-- Source data follows --

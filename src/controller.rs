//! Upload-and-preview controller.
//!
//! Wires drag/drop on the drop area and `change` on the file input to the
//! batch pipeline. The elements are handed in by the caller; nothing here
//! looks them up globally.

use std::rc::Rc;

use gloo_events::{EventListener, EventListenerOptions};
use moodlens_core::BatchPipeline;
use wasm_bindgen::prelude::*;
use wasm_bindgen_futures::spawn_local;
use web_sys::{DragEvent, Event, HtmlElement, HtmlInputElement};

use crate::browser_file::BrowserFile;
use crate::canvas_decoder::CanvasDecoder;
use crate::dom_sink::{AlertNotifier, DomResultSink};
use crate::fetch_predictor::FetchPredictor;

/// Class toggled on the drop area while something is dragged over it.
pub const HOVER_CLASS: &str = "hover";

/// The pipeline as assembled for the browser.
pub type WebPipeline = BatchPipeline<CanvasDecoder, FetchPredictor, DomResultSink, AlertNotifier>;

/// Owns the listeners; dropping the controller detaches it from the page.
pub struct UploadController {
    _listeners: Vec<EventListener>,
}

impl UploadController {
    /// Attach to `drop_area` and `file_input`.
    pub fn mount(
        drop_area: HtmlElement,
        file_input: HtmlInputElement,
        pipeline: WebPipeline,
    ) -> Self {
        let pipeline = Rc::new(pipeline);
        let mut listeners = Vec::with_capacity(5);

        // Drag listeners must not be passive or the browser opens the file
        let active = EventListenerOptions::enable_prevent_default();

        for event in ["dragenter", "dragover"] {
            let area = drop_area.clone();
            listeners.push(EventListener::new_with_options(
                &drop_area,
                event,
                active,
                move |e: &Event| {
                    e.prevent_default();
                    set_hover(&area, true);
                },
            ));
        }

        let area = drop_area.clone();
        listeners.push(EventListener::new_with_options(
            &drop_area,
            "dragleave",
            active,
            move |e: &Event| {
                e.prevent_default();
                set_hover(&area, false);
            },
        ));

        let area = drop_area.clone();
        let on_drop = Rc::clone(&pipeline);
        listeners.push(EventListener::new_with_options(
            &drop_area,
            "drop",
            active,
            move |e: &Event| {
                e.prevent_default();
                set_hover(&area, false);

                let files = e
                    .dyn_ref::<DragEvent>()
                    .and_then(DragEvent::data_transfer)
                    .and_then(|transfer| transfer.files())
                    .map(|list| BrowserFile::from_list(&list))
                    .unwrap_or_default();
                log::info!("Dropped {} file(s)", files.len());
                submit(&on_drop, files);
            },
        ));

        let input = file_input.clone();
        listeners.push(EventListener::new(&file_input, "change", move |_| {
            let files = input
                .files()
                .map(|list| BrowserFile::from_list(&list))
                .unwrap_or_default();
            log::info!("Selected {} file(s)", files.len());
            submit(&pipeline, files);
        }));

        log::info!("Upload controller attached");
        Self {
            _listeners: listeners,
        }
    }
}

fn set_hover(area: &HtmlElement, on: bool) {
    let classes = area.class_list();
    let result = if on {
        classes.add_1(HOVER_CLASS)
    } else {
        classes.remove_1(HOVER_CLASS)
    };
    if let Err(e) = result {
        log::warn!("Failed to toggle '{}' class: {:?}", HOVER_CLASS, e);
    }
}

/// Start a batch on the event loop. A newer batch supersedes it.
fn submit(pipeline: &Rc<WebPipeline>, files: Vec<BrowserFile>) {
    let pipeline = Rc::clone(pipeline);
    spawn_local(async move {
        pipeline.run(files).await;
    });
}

-- Source data concluded --

* Directions *
Restate all of the material exactly.

* Task solution *
filename src/controller.rs
//! Upload-and-preview controller.
//!
//! Wires drag/drop on the drop area and `change` on the file input to the
//! batch pipeline. The elements are handed in by the caller; nothing here
//! looks them up globally.

use std::rc::Rc;

use gloo_events::{EventListener, EventListenerOptions};
use moodlens_core::BatchPipeline;
use wasm_bindgen::prelude::*;
use wasm_bindgen_futures::spawn_local;
use web_sys::{DragEvent, Event, HtmlElement, HtmlInputElement};

use crate::browser_file::BrowserFile;
use crate::canvas_decoder::CanvasDecoder;
use crate::dom_sink::{AlertNotifier, DomResultSink};
use crate::fetch_predictor::FetchPredictor;

/// Class toggled on the drop area while something is dragged over it.
pub const HOVER_CLASS: &str = "hover";

/// The pipeline as assembled for the browser.
pub type WebPipeline = BatchPipeline<CanvasDecoder, FetchPredictor, DomResultSink, AlertNotifier>;

/// Owns the listeners; dropping the controller detaches it from the page.
pub struct UploadController {
    _listeners: Vec<EventListener>,
}

impl UploadController {
    /// Attach to `drop_area` and `file_input`.
    pub fn mount(
        drop_area: HtmlElement,
        file_input: HtmlInputElement,
        pipeline: WebPipeline,
    ) -> Self {
        let pipeline = Rc::new(pipeline);
        let mut listeners = Vec::with_capacity(5);

        // Drag listeners must not be passive or the browser opens the file
        let active = EventListenerOptions::enable_prevent_default();

        for event in ["dragenter", "dragover"] {
            let area = drop_area.clone();
            listeners.push(EventListener::new_with_options(
                &drop_area,
                event,
                active,
                move |e: &Event| {
                    e.prevent_default();
                    set_hover(&area, true);
                },
            ));
        }

        let area = drop_area.clone();
        listeners.push(EventListener::new_with_options(
            &drop_area,
            "dragleave",
            active,
            move |e: &Event| {
                e.prevent_default();
                set_hover(&area, false);
            },
        ));

        let area = drop_area.clone();
        let on_drop = Rc::clone(&pipeline);
        listeners.push(EventListener::new_with_options(
            &drop_area,
            "drop",
            active,
            move |e: &Event| {
                e.prevent_default();
                set_hover(&area, false);

                let files = e
                    .dyn_ref::<DragEvent>()
                    .and_then(DragEvent::data_transfer)
                    .and_then(|transfer| transfer.files())
                    .map(|list| BrowserFile::from_list(&list))
                    .unwrap_or_default();
                log::info!("Dropped {} file(s)", files.len());
                submit(&on_drop, files);
            },
        ));

        let input = file_input.clone();
        listeners.push(EventListener::new(&file_input, "change", move |_| {
            let files = input
                .files()
                .map(|list| BrowserFile::from_list(&list))
                .unwrap_or_default();
            log::info!("Selected {} file(s)", files.len());
            submit(&pipeline, files);
        }));

        log::info!("Upload controller attached");
        Self {
            _listeners: listeners,
        }
    }
}

fn set_hover(area: &HtmlElement, on: bool) {
    let classes = area.class_list();
    let result = if on {
        classes.add_1(HOVER_CLASS)
    } else {
        classes.remove_1(HOVER_CLASS)
    };
    if let Err(e) = result {
        log::warn!("Failed to toggle '{}' class: {:?}", HOVER_CLASS, e);
    }
}

/// Start a batch on the event loop. A newer batch supersedes it.
fn submit(pipeline: &Rc<WebPipeline>, files: Vec<BrowserFile>) {
    let pipeline = Rc::clone(pipeline);
    spawn_local(async move {
        pipeline.run(files).await;
    });
}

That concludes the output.